##### SOURCE DATA
// Copyright 2026 The sgml5ever Project Developers. See the
// COPYRIGHT file at the top-level directory of this distribution.
//
// Licensed under the Apache License, Version 2.0 <LICENSE-APACHE or
// http://www.apache.org/licenses/LICENSE-2.0> or the MIT license
// <LICENSE-MIT or http://opensource.org/licenses/MIT>, at your
// option. This file may not be copied, modified, or distributed
// except according to those terms.

use sgml5ever::dtd::{Combinator, ContentModel, Dtd, Occurrence};

fn dtd_with(names: &[&str]) -> (Dtd, Vec<usize>) {
    let dtd = Dtd::new("test");
    let ids = names.iter().map(|n| dtd.element_named(n)).collect();
    (dtd, ids)
}

#[test]
fn sequence_of_leaves_is_not_nullable() {
    let (_dtd, ids) = dtd_with(&["h1", "h2"]);
    let m = ContentModel::group(
        Combinator::Sequence,
        ContentModel::leaf(ids[0]),
        ContentModel::leaf(ids[1]),
    );
    assert!(!m.empty());
    assert_eq!(m.first(), Some(ids[0]));
}

#[test]
fn star_matches_empty_input() {
    let (_dtd, ids) = dtd_with(&["li"]);
    let m = ContentModel::repeat(Occurrence::ZeroOrMore, ContentModel::leaf(ids[0]));
    assert!(m.empty());
    assert_eq!(m.first(), None);
    assert!(m.accepts(ids[0]));
}

#[test]
fn elements_enumerates_leaves_in_order() {
    let (_dtd, ids) = dtd_with(&["dt", "dd", "li"]);
    let m = ContentModel::group(
        Combinator::Sequence,
        ContentModel::leaf(ids[0]),
        ContentModel::group(
            Combinator::Sequence,
            ContentModel::leaf(ids[1]),
            ContentModel::leaf(ids[2]),
        ),
    );
    let mut out = vec![];
    m.elements(&mut out);
    assert_eq!(out, ids);
}

#[test]
fn renders_flattened_sequence() {
    let (dtd, ids) = dtd_with(&["dt", "dd", "li"]);
    let m = ContentModel::chain(
        Combinator::Sequence,
        ids.iter().map(|&id| ContentModel::leaf(id)).collect(),
    )
    .unwrap();
    assert_eq!(m.render(&dtd), "DT,DD,LI");
}

#[test]
fn renders_mixed_combinators_with_parens() {
    let (dtd, ids) = dtd_with(&["a", "b", "c"]);
    // a , (b | c)
    let m = ContentModel::group(
        Combinator::Sequence,
        ContentModel::leaf(ids[0]),
        ContentModel::group(
            Combinator::Choice,
            ContentModel::leaf(ids[1]),
            ContentModel::leaf(ids[2]),
        ),
    );
    assert_eq!(m.render(&dtd), "A,(B|C)");
}

#[test]
fn renders_repetitions() {
    let (dtd, ids) = dtd_with(&["li", "p"]);
    let starred = ContentModel::repeat(Occurrence::ZeroOrMore, ContentModel::leaf(ids[0]));
    assert_eq!(starred.render(&dtd), "LI*");

    // A repetition operand inside a group is parenthesized.
    let m = ContentModel::group(
        Combinator::Sequence,
        ContentModel::repeat(Occurrence::ZeroOrMore, ContentModel::leaf(ids[0])),
        ContentModel::leaf(ids[1]),
    );
    assert_eq!(m.render(&dtd), "(LI*),P");

    // A non-leaf repetition body is parenthesized.
    let grouped = ContentModel::repeat(
        Occurrence::OneOrMore,
        ContentModel::group(
            Combinator::Choice,
            ContentModel::leaf(ids[0]),
            ContentModel::leaf(ids[1]),
        ),
    );
    assert_eq!(grouped.render(&dtd), "(LI|P)+");
    assert_eq!(format!("{}", grouped.display(&dtd)), "(LI|P)+");
}

#[test]
fn sequence_with_nullable_left_has_no_unique_first() {
    let (_dtd, ids) = dtd_with(&["head", "body"]);
    // (head? , body): first() deliberately answers None rather than
    // looking past the nullable left operand.
    let m = ContentModel::group(
        Combinator::Sequence,
        ContentModel::repeat(Occurrence::Optional, ContentModel::leaf(ids[0])),
        ContentModel::leaf(ids[1]),
    );
    assert_eq!(m.first(), None);
    assert!(m.accepts(ids[0]));
    assert!(m.accepts(ids[1]));
}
##########
=== WHAT YOU HAVE TO DO ===
Scan the records above and show every line in which the word "parenthesized" occurs.

=== SOLUTION FOR THIS PROBLEM ===
    // A repetition operand inside a group is parenthesized.
    // A non-leaf repetition body is parenthesized.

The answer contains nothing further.